Infatti, se il legislatore ha scelto di utilizzare la locuzione "stato di bisogno" e non quella "posizione di vulnerabilità", di matrice sovranazionale, quest'ultima nel senso di un annichilimento della volontà della vittima, ciò significa che la grave difficoltà, anche temporanea, in grado di limitare la volontà della vittima, debba e possa essere provata con minor aggravio rispetto alla “posizione di vulnerabilità” e quindi anche sulla base di elementi indiziari, che attingono al notorio.

Ad esempio appare ragionevole ritenere che il lavoratore straniero irregolare sia una posizione di estrema debolezza contrattuale rispetto alla possibilità di rinvenire un'occupazione lavorativa e per tale ragione sia indotto ad accettare offerte di lavoro che implicano condizioni di sfruttamento. Infatti, dalla posizione di irregolarità quanto al soggiorno deriva da una parte l'integrazione di un reato da parte dello straniero con possibilità di immediata espulsione nel Paese di origine (art. 10-bis D.lgs. 25 luglio 1998, n. 286) e ove venga occupato, ciò determina un'ipotesi di reato in capo al datore di lavoro (art. 22 co. 12 D.lgs. 25 luglio 1998, n. 286). Allora, non vi è chi non veda allora come dalla posizione di irregolarità derivi una intrinseca posizione di debolezza del lavoratore straniero irregolare, al quale per legge è precluso l'accesso al mercato del lavoro.

Allo stesso modo ritenere non sufficiente la prova dello stato di bisogno per il lavoratore che vive in una baraccopoli o in un centro di accoglienza, ciò significa richiedere una prova diabolica, impossibile da assolvere. Si aggiunga, inoltre, che laddove il cittadino straniero richiedente asilo alloggi in un centro di accoglienza, ciò presuppone per legge l'insussistenza di mezzi economici sufficienti, in presenza dei quali si determinerebbe la revoca delle condizioni di accoglienza (art. 23 D.lgs. 18 agosto 2015, n. 142).

Del resto la giurisprudenza di legittimità, già in passato, con riferimento ad ipotesi delittuose nelle quali la vittima si trovava in una posizione di particolare debolezza ai fini della integrazione dello stato di bisogno ha sempre richiesto standard probatori non eccessivamente rigorosi, che avrebbero in caso contrario posto nel nulla l'ambito applicativo della disciplina.

Così ai fini dell'integrazione dello stato di bisogno della persona offesa del delitto di usura – aggravante speciale e specifica dell'usura di cui all'art. 644, co. 5, n. 3, c.p.-, si è asserito che può essere provato anche in base alla sola misura degli interessi, qualora siano di entità tale da far ragionevolmente presumere che soltanto un soggetto in stato di bisogno possa contrarre il prestito a condizioni talmente inique e onerose (Cass.
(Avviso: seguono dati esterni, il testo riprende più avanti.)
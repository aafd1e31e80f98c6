//! Platform emitters.
//!
//! One type per platform. Callers pick one with [`emitter_for`] and never
//! branch on the platform again.

mod netlify;
mod vercel;

pub use netlify::NetlifyEmitter;
pub use vercel::VercelEmitter;

use edgeroute_core::{application::ports::ConfigEmitter, domain::Platform};

/// Build the emitter for a platform.
pub fn emitter_for(platform: Platform) -> Box<dyn ConfigEmitter> {
    match platform {
        Platform::Vercel => Box::new(VercelEmitter::new()),
        Platform::Netlify => Box::new(NetlifyEmitter::new()),
    }
}

/// Every supported emitter, in [`Platform::ALL`] order.
pub fn all_emitters() -> Vec<Box<dyn ConfigEmitter>> {
    Platform::ALL.into_iter().map(emitter_for).collect()
}
//! Command handlers. Each translates arguments into adapters and calls the
//! routing service; none of them contain routing logic.

pub mod build;
pub mod completions;
pub mod config;
pub mod init;
pub mod inspect;
pub mod platforms;

use std::path::PathBuf;

use tracing::debug;

use edgeroute_adapters::{DeclaredArtifacts, JsonManifestFile, OutputDirCatalog, emitter_for};
use edgeroute_core::{
    application::{ArtifactCatalog, RoutingService},
    domain::{Platform, ResolverPolicy},
    error::EdgeRouteError,
};

use crate::{cli::RoutingArgs, config::AppConfig, error::CliResult};

/// Flags override config for the resolver policy.
fn resolve_policy(args: &RoutingArgs, config: &AppConfig) -> CliResult<ResolverPolicy> {
    let mut policy = config.policy()?;
    if let Some(fallback) = &args.fallback {
        policy = policy
            .with_fallback_target(fallback)
            .map_err(EdgeRouteError::from)?;
    }
    if let Some(tie_break) = args.tie_break {
        policy.tie_break = tie_break.into();
    }
    Ok(policy)
}

/// Assemble the service for one invocation.
fn routing_service(
    args: &RoutingArgs,
    platform: Platform,
    output_dir: PathBuf,
    config: &AppConfig,
) -> CliResult<RoutingService> {
    let policy = resolve_policy(args, config)?;
    debug!(
        manifest = %args.manifest.display(),
        %platform,
        scan_output = args.scan_output,
        tie_break = %policy.tie_break,
        "Routing service configured"
    );

    let catalog: Box<dyn ArtifactCatalog> = if args.scan_output {
        Box::new(OutputDirCatalog::new(output_dir))
    } else {
        Box::new(DeclaredArtifacts::new())
    };

    Ok(RoutingService::new(
        Box::new(JsonManifestFile::new(&args.manifest)),
        catalog,
        emitter_for(platform),
    )
    .with_policy(policy))
}
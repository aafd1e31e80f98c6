//! Artifact catalogs: what the build actually produced.

mod declared;
mod output_dir;

pub use declared::DeclaredArtifacts;
pub use output_dir::OutputDirCatalog;
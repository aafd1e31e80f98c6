//! Infrastructure adapters for edgeroute.
//!
//! This crate implements the ports defined in `edgeroute-core::application::ports`.
//! It contains all external dependencies and I/O operations.

pub mod catalog;
pub mod emitter;
pub mod manifest;
pub mod sink;

// Re-export commonly used adapters
pub use catalog::{DeclaredArtifacts, OutputDirCatalog};
pub use emitter::{NetlifyEmitter, VercelEmitter, all_emitters, emitter_for};
pub use manifest::{InMemoryManifest, JsonManifestFile};
pub use sink::{LocalDocumentSink, MemoryDocumentSink};
use crate::core::{
    error::{StartupError, StartupResult},
    formatter::parse_timezone,
    models::FormatDefaults,
    utils::{UTC_TIMEZONE, non_blank},
};

/// Configuration derived from CLI arguments
#[derive(Debug, Clone, PartialEq, Eq)]
pub struct Config {
    /// Timezone used when a caller does not pass one; empty selects the host's
    pub default_timezone: String,
    pub include_milliseconds: bool,
}

impl Config {
    /// Reject a default timezone the IANA database does not know
    pub fn validate(&self) -> StartupResult<()> {
        if let Some(timezone) = non_blank(Some(self.default_timezone.as_str())) {
            parse_timezone(timezone).map_err(|e| StartupError::InvalidConfiguration {
                message: e.to_string(),
            })?;
        }
        Ok(())
    }

    pub fn format_defaults(&self) -> FormatDefaults {
        FormatDefaults {
            include_milliseconds: self.include_milliseconds,
            timezone: self.default_timezone.trim().to_string(),
        }
    }
}

impl Default for Config {
    fn default() -> Self {
        Self {
            default_timezone: UTC_TIMEZONE.to_string(),
            include_milliseconds: true,
        }
    }
}
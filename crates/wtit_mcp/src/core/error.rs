use rmcp::ErrorData as McpError;
use rmcp::serde_json::json;

use crate::core::utils::AVAILABLE_RESOURCES;

// Error codes
const ERROR_INVALID_TIMEZONE: &str = "invalid_timezone";
const ERROR_FORMAT_FAILURE: &str = "format_failure";
const ERROR_SERIALIZATION: &str = "serialization_failure";
const ERROR_RESOURCE_NOT_FOUND: &str = "resource_not_found";

const UNKNOWN_ERROR: &str = "Unknown error";

/// Failures raised while rendering a point in time.
///
/// These are the only two outcomes a formatting call can fail with. Their
/// messages are safe to hand back to tool callers verbatim.
#[derive(Debug, Clone, PartialEq, Eq, thiserror::Error)]
pub enum TimeFormatError {
    #[error("Invalid timezone: {timezone}")]
    InvalidTimezone { timezone: String },
    #[error("Failed to format date: {message}")]
    FormatFailure { message: String },
}

impl TimeFormatError {
    pub fn invalid_timezone(timezone: impl Into<String>) -> Self {
        Self::InvalidTimezone {
            timezone: timezone.into(),
        }
    }

    /// Wrap an underlying failure message, substituting "Unknown error" when
    /// the cause carried none.
    pub fn format_failure(message: impl Into<String>) -> Self {
        let message = message.into();
        let message = if message.trim().is_empty() {
            UNKNOWN_ERROR.to_string()
        } else {
            message
        };
        Self::FormatFailure { message }
    }
}

/// Server-level errors
#[derive(Debug, thiserror::Error)]
pub enum TimeServerError {
    #[error(transparent)]
    Format(#[from] TimeFormatError),
    #[error("Failed to serialize time snapshot: {0}")]
    Serialization(#[from] serde_json::Error),
    #[error("Resource not found: {uri}")]
    ResourceNotFound { uri: String },
}

/// Errors that stop the server before it starts serving
#[derive(Debug, thiserror::Error)]
pub enum StartupError {
    #[error("Configuration validation failed: {message}")]
    InvalidConfiguration { message: String },
    #[error("Logging initialization failed: {0}")]
    LoggingInitialization(String),
}

impl TimeServerError {
    /// Message shown to a tool caller.
    ///
    /// Formatting failures pass through unchanged, anything else is replaced
    /// with `fallback` so internals never leak into tool output.
    pub fn client_message(&self, fallback: &str) -> String {
        match self {
            TimeServerError::Format(err) => err.to_string(),
            _ => fallback.to_string(),
        }
    }
}

impl From<TimeServerError> for McpError {
    fn from(err: TimeServerError) -> Self {
        match err {
            TimeServerError::Format(TimeFormatError::InvalidTimezone { timezone }) => {
                McpError::invalid_params(
                    ERROR_INVALID_TIMEZONE,
                    Some(json!({"timezone": timezone})),
                )
            }
            TimeServerError::Format(TimeFormatError::FormatFailure { message }) => {
                McpError::internal_error(ERROR_FORMAT_FAILURE, Some(json!({"message": message})))
            }
            TimeServerError::Serialization(e) => McpError::internal_error(
                ERROR_SERIALIZATION,
                Some(json!({"message": e.to_string()})),
            ),
            TimeServerError::ResourceNotFound { uri } => McpError::resource_not_found(
                ERROR_RESOURCE_NOT_FOUND,
                Some(json!({
                    "uri": uri,
                    "available_resources": AVAILABLE_RESOURCES
                })),
            ),
        }
    }
}

pub type TimeFormatResult<T> = Result<T, TimeFormatError>;
pub type TimeServerResult<T> = Result<T, TimeServerError>;
pub type StartupResult<T> = Result<T, StartupError>;
pub type McpResult<T> = Result<T, McpError>;

#[cfg(test)]
mod tests {
    use super::{TimeFormatError, TimeServerError};
    use crate::core::error::McpError;

    #[test]
    fn test_error_conversion() {
        let error = TimeServerError::from(TimeFormatError::invalid_timezone("Invalid/Zone"));
        let mcp_error: McpError = error.into();

        // Should convert to proper MCP error format
        assert!(mcp_error.to_string().contains("invalid_timezone"));
    }

    #[test]
    fn test_invalid_timezone_message_names_identifier() {
        let error = TimeFormatError::invalid_timezone("Invalid/Timezone");
        assert_eq!(error.to_string(), "Invalid timezone: Invalid/Timezone");
    }

    #[test]
    fn test_format_failure_without_message() {
        let error = TimeFormatError::format_failure("");
        assert_eq!(error.to_string(), "Failed to format date: Unknown error");

        let error = TimeFormatError::format_failure("year out of range");
        assert_eq!(error.to_string(), "Failed to format date: year out of range");
    }

    #[test]
    fn test_client_message_masks_non_format_errors() {
        let fallback = "An unexpected error occurred";

        let error = TimeServerError::from(TimeFormatError::invalid_timezone("Mars/Olympus"));
        assert_eq!(
            error.client_message(fallback),
            "Invalid timezone: Mars/Olympus"
        );

        let error = TimeServerError::ResourceNotFound {
            uri: "time://nowhere".to_string(),
        };
        assert_eq!(error.client_message(fallback), fallback);
    }

    #[test]
    fn test_resource_not_found_conversion() {
        let error = TimeServerError::ResourceNotFound {
            uri: "time://nowhere".to_string(),
        };
        let mcp_error: McpError = error.into();

        assert!(mcp_error.to_string().contains("resource_not_found"));
    }

    #[test]
    fn test_serialization_conversion() {
        let cause = serde_json::from_str::<i64>("not json").unwrap_err();
        let mcp_error: McpError = TimeServerError::from(cause).into();

        assert!(mcp_error.to_string().contains("serialization_failure"));
    }
}
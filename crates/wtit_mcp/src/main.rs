use mcp_server_wtit::{cli::Cli, server, utils::logging};

/// WTIT MCP Server
///
/// Reports the current time as ISO 8601 through two tools:
/// - get_current_time: ISO 8601 string, epoch milliseconds and timezone
/// - get_iso8601_time: ISO 8601 string only
///
/// Usage: npx @modelcontextprotocol/inspector cargo run --bin mcp-server-wtit
#[tokio::main]
async fn main() -> Result<(), Box<dyn std::error::Error>> {
    // Parse CLI arguments
    let config = Cli::parse_config()?;

    // Initialize logging based on environment
    logging::init_logging()?;

    if let Err(e) = server::run(config).await {
        tracing::error!("Error running WTIT MCP server: {}", e);
        return Err(e);
    }

    Ok(())
}
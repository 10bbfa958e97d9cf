use rmcp::schemars;
use serde::{Deserialize, Deserializer, Serialize};
use serde_json::Value;

use crate::core::utils::UTC_TIMEZONE;

/// Keep a boolean argument only when it really is a JSON boolean
fn deserialize_lenient_bool<'de, D>(deserializer: D) -> Result<Option<bool>, D::Error>
where
    D: Deserializer<'de>,
{
    match Value::deserialize(deserializer)? {
        Value::Bool(b) => Ok(Some(b)),
        _ => Ok(None),
    }
}

/// Keep a string argument only when it really is a JSON string, trimmed
fn deserialize_lenient_string<'de, D>(deserializer: D) -> Result<Option<String>, D::Error>
where
    D: Deserializer<'de>,
{
    match Value::deserialize(deserializer)? {
        Value::String(s) => Ok(Some(s.trim().to_string())),
        _ => Ok(None),
    }
}

/// Point-in-time result returned by `get_current_time`
#[derive(Debug, Clone, PartialEq, Eq, Serialize, Deserialize)]
pub struct TimeSnapshot {
    /// ISO 8601 datetime string
    pub iso8601: String,
    /// Milliseconds since the Unix epoch
    #[serde(rename = "timestamp")]
    pub timestamp_millis: i64,
    /// Timezone the datetime was rendered in
    pub timezone: String,
}

/// Formatting options supplied with a time query
///
/// Both tools accept this shape. Unknown fields are ignored, and a known field
/// carrying the wrong JSON type is treated as if it had been left out.
#[derive(Debug, Clone, Default, PartialEq, Eq, Deserialize, schemars::JsonSchema)]
#[serde(rename_all = "camelCase")]
pub struct FormatOptions {
    /// Include milliseconds in the ISO 8601 output (default: true)
    #[serde(default, deserialize_with = "deserialize_lenient_bool")]
    #[schemars(with = "Option<bool>", extend("default" = true))]
    pub include_milliseconds: Option<bool>,
    /// IANA timezone name (default: UTC). Examples: "UTC", "America/New_York", "Asia/Tokyo"
    #[serde(default, deserialize_with = "deserialize_lenient_string")]
    #[schemars(with = "Option<String>", extend("default" = "UTC"))]
    pub timezone: Option<String>,
}

impl FormatOptions {
    pub fn with_timezone(mut self, timezone: impl Into<String>) -> Self {
        self.timezone = Some(timezone.into());
        self
    }

    pub fn with_milliseconds(mut self, include_milliseconds: bool) -> Self {
        self.include_milliseconds = Some(include_milliseconds);
        self
    }
}

/// Server-wide defaults that caller options are merged over
#[derive(Debug, Clone, PartialEq, Eq)]
pub struct FormatDefaults {
    pub include_milliseconds: bool,
    /// Empty means "use the host's local timezone"
    pub timezone: String,
}

impl Default for FormatDefaults {
    fn default() -> Self {
        Self {
            include_milliseconds: true,
            timezone: UTC_TIMEZONE.to_string(),
        }
    }
}
//! # WTIT MCP Server Core
//!
//! Timezone-aware "what time is it" formatting for the MCP server.
//!
//! ## Features
//! - ISO 8601 output with optional milliseconds
//! - Exact `±HH:MM` offsets for any IANA timezone, including half-hour and
//!   45-minute zones
//! - Epoch millisecond timestamps
//! - Local timezone detection
//!
//! ## Modules
//! - `clock`: Sources of the current instant
//! - `error`: Error taxonomy and MCP error conversion
//! - `formatter`: ISO 8601 rendering and offset computation
//! - `models`: Snapshots, options and defaults
//! - `utils`: Format constants and offset helpers

pub mod clock;
pub mod error;
pub mod formatter;
pub mod models;
pub mod utils;
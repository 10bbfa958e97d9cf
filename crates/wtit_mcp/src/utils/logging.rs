use tracing_subscriber::{EnvFilter, prelude::*};

use crate::core::error::{StartupError, StartupResult};

/// Initialize logging based on environment configuration
///
/// Logs go to stderr because stdout carries the MCP stdio transport.
///
/// # Environment Variables
/// - `RUST_LOG`: Controls logging verbosity (trace, debug, info, warn, error)
///
/// # Returns
/// - `Ok(())` if logging is successfully initialized or skipped
/// - `Err(StartupError::LoggingInitialization)` if initialization fails
pub fn init_logging() -> StartupResult<()> {
    // Check if RUST_LOG is set, skip logging if not
    if std::env::var("RUST_LOG").is_err() {
        return Ok(());
    }

    let env_filter = EnvFilter::from_default_env();

    let fmt_layer = tracing_subscriber::fmt::layer()
        .with_writer(std::io::stderr)
        .with_ansi(false);

    tracing_subscriber::registry()
        .with(fmt_layer)
        .with(env_filter)
        .try_init()
        .map_err(|e| StartupError::LoggingInitialization(e.to_string()))?;

    Ok(())
}
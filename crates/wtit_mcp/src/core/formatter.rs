use std::str::FromStr;
use std::sync::Arc;

use chrono::{DateTime, Datelike, FixedOffset, SecondsFormat, Utc};
use chrono_tz::Tz;

use crate::core::{
    clock::{Clock, SystemClock},
    error::{TimeFormatError, TimeFormatResult},
    models::{FormatDefaults, FormatOptions, TimeSnapshot},
    utils::{MAX_YEAR, MIN_YEAR, UTC_TIMEZONE, WALL_CLOCK_FORMAT, format_utc_offset, non_blank},
};

/// Renders the current time as timezone-aware ISO 8601 strings
#[derive(Clone)]
pub struct TimeFormatter {
    clock: Arc<dyn Clock>,
    defaults: FormatDefaults,
    local_timezone: Tz,
}

impl TimeFormatter {
    pub fn new(defaults: FormatDefaults) -> Self {
        Self::with_clock(defaults, Arc::new(SystemClock))
    }

    pub fn with_clock(defaults: FormatDefaults, clock: Arc<dyn Clock>) -> Self {
        Self {
            clock,
            defaults,
            local_timezone: detect_local_timezone(),
        }
    }

    pub fn defaults(&self) -> &FormatDefaults {
        &self.defaults
    }

    /// IANA name of the host's configured timezone
    pub fn local_timezone_name(&self) -> &str {
        self.local_timezone.name()
    }

    /// Pick the timezone a query renders in.
    ///
    /// The caller's value wins, then the configured default, then the host's
    /// local timezone. Blank values count as not provided.
    pub fn resolve_timezone<'a>(&'a self, options: &'a FormatOptions) -> &'a str {
        non_blank(options.timezone.as_deref())
            .or_else(|| non_blank(Some(self.defaults.timezone.as_str())))
            .unwrap_or_else(|| self.local_timezone_name())
    }

    fn include_milliseconds(&self, options: &FormatOptions) -> bool {
        options
            .include_milliseconds
            .unwrap_or(self.defaults.include_milliseconds)
    }

    pub fn current_snapshot(&self, options: &FormatOptions) -> TimeFormatResult<TimeSnapshot> {
        self.snapshot_at(self.clock.now(), options)
    }

    pub fn current_iso8601(&self, options: &FormatOptions) -> TimeFormatResult<String> {
        self.iso8601_at(self.clock.now(), options)
    }

    pub fn current_timestamp_millis(&self) -> i64 {
        self.clock.now().timestamp_millis()
    }

    pub fn snapshot_at(
        &self,
        instant: DateTime<Utc>,
        options: &FormatOptions,
    ) -> TimeFormatResult<TimeSnapshot> {
        let timezone = self.resolve_timezone(options);
        let iso8601 = format_iso8601(&instant, timezone, self.include_milliseconds(options))?;

        Ok(TimeSnapshot {
            iso8601,
            timestamp_millis: instant.timestamp_millis(),
            timezone: timezone.to_string(),
        })
    }

    pub fn iso8601_at(
        &self,
        instant: DateTime<Utc>,
        options: &FormatOptions,
    ) -> TimeFormatResult<String> {
        format_iso8601(
            &instant,
            self.resolve_timezone(options),
            self.include_milliseconds(options),
        )
    }
}

impl Default for TimeFormatter {
    fn default() -> Self {
        Self::new(FormatDefaults::default())
    }
}

fn detect_local_timezone() -> Tz {
    match iana_time_zone::get_timezone() {
        Ok(tz_name) => match tz_name.parse::<Tz>() {
            Ok(tz) => tz,
            Err(_) => {
                tracing::warn!("Could not parse timezone '{}', defaulting to UTC", tz_name);
                chrono_tz::UTC
            }
        },
        Err(_) => {
            tracing::warn!("Could not detect system timezone, defaulting to UTC");
            chrono_tz::UTC
        }
    }
}

pub fn parse_timezone(timezone_name: &str) -> TimeFormatResult<Tz> {
    Tz::from_str(timezone_name).map_err(|_| TimeFormatError::invalid_timezone(timezone_name))
}

fn ensure_four_digit_year(year: i32) -> TimeFormatResult<()> {
    if (MIN_YEAR..=MAX_YEAR).contains(&year) {
        Ok(())
    } else {
        Err(TimeFormatError::format_failure(format!(
            "year {} is outside the four-digit ISO 8601 range",
            year
        )))
    }
}

/// Signed difference between the wall clock in `tz` and the UTC wall clock
pub fn utc_offset_minutes(instant: &DateTime<Utc>, tz: &Tz) -> i64 {
    let local_wall_clock = instant.with_timezone(tz).naive_local();
    (local_wall_clock - instant.naive_utc()).num_minutes()
}

/// Render `instant` as ISO 8601 in the named timezone.
///
/// `"UTC"` (exact match) uses the `Z` designator. Any other name is looked up
/// in the IANA database and gets a `±HH:MM` suffix. Milliseconds always come
/// from the instant itself.
///
/// Historical local-mean-time offsets carry seconds. The wall clock is
/// rendered at the minute-truncated offset so the string still names
/// `instant`.
pub fn format_iso8601(
    instant: &DateTime<Utc>,
    timezone: &str,
    include_milliseconds: bool,
) -> TimeFormatResult<String> {
    if timezone == UTC_TIMEZONE {
        ensure_four_digit_year(instant.year())?;
        let precision = if include_milliseconds {
            SecondsFormat::Millis
        } else {
            SecondsFormat::Secs
        };
        return Ok(instant.to_rfc3339_opts(precision, true));
    }

    let tz = parse_timezone(timezone)?;
    let offset_minutes = utc_offset_minutes(instant, &tz);
    let offset = i32::try_from(offset_minutes * 60)
        .ok()
        .and_then(FixedOffset::east_opt)
        .ok_or_else(|| {
            TimeFormatError::format_failure(format!(
                "offset of {} minutes in {} is out of range",
                offset_minutes, timezone
            ))
        })?;
    let local = instant.with_timezone(&offset);
    ensure_four_digit_year(local.year())?;

    let mut iso = local.format(WALL_CLOCK_FORMAT).to_string();
    if include_milliseconds {
        iso.push_str(&format!(".{:03}", instant.timestamp_subsec_millis()));
    }
    iso.push_str(&format_utc_offset(offset_minutes));

    Ok(iso)
}
use chrono::{DateTime, Utc};

/// Source of the current instant.
///
/// The formatter never calls `Utc::now()` directly so that tests can pin
/// time to a known value.
pub trait Clock: Send + Sync {
    /// Get the current time according to this clock
    fn now(&self) -> DateTime<Utc>;
}

/// The host's real-time clock
#[derive(Debug, Clone, Copy, Default)]
pub struct SystemClock;

impl Clock for SystemClock {
    fn now(&self) -> DateTime<Utc> {
        Utc::now()
    }
}

/// A clock frozen at a single instant
#[derive(Debug, Clone, Copy)]
pub struct FixedClock {
    instant: DateTime<Utc>,
}

impl FixedClock {
    pub fn new(instant: DateTime<Utc>) -> Self {
        Self { instant }
    }
}

impl Clock for FixedClock {
    fn now(&self) -> DateTime<Utc> {
        self.instant
    }
}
Pen., Sez. II, 18 maggio 2009, n. 20868).

In conclusione, la sentenza in commento nel ritenere che il soggiornare in un Centro di accoglienza costituisca una condizione di disagio non idonea ad integrare di per sé lo stato di bisogno, si pone nell'alveo di quell'orientamento giurisprudenziale che richiede uno standard probatorio molto elevato al fine dell'integrazione dell'approfittamento dello stato di bisogno del reato di cui all'art. 603-bis c.p., determinando un contrasto interpretativo all'interno della Cassazione Penale. Si tratta di oscillazioni giurisprudenziali forse evitabili usando criterio della ragionevolezza ed in base alle più recenti pronunce sovrannazionali.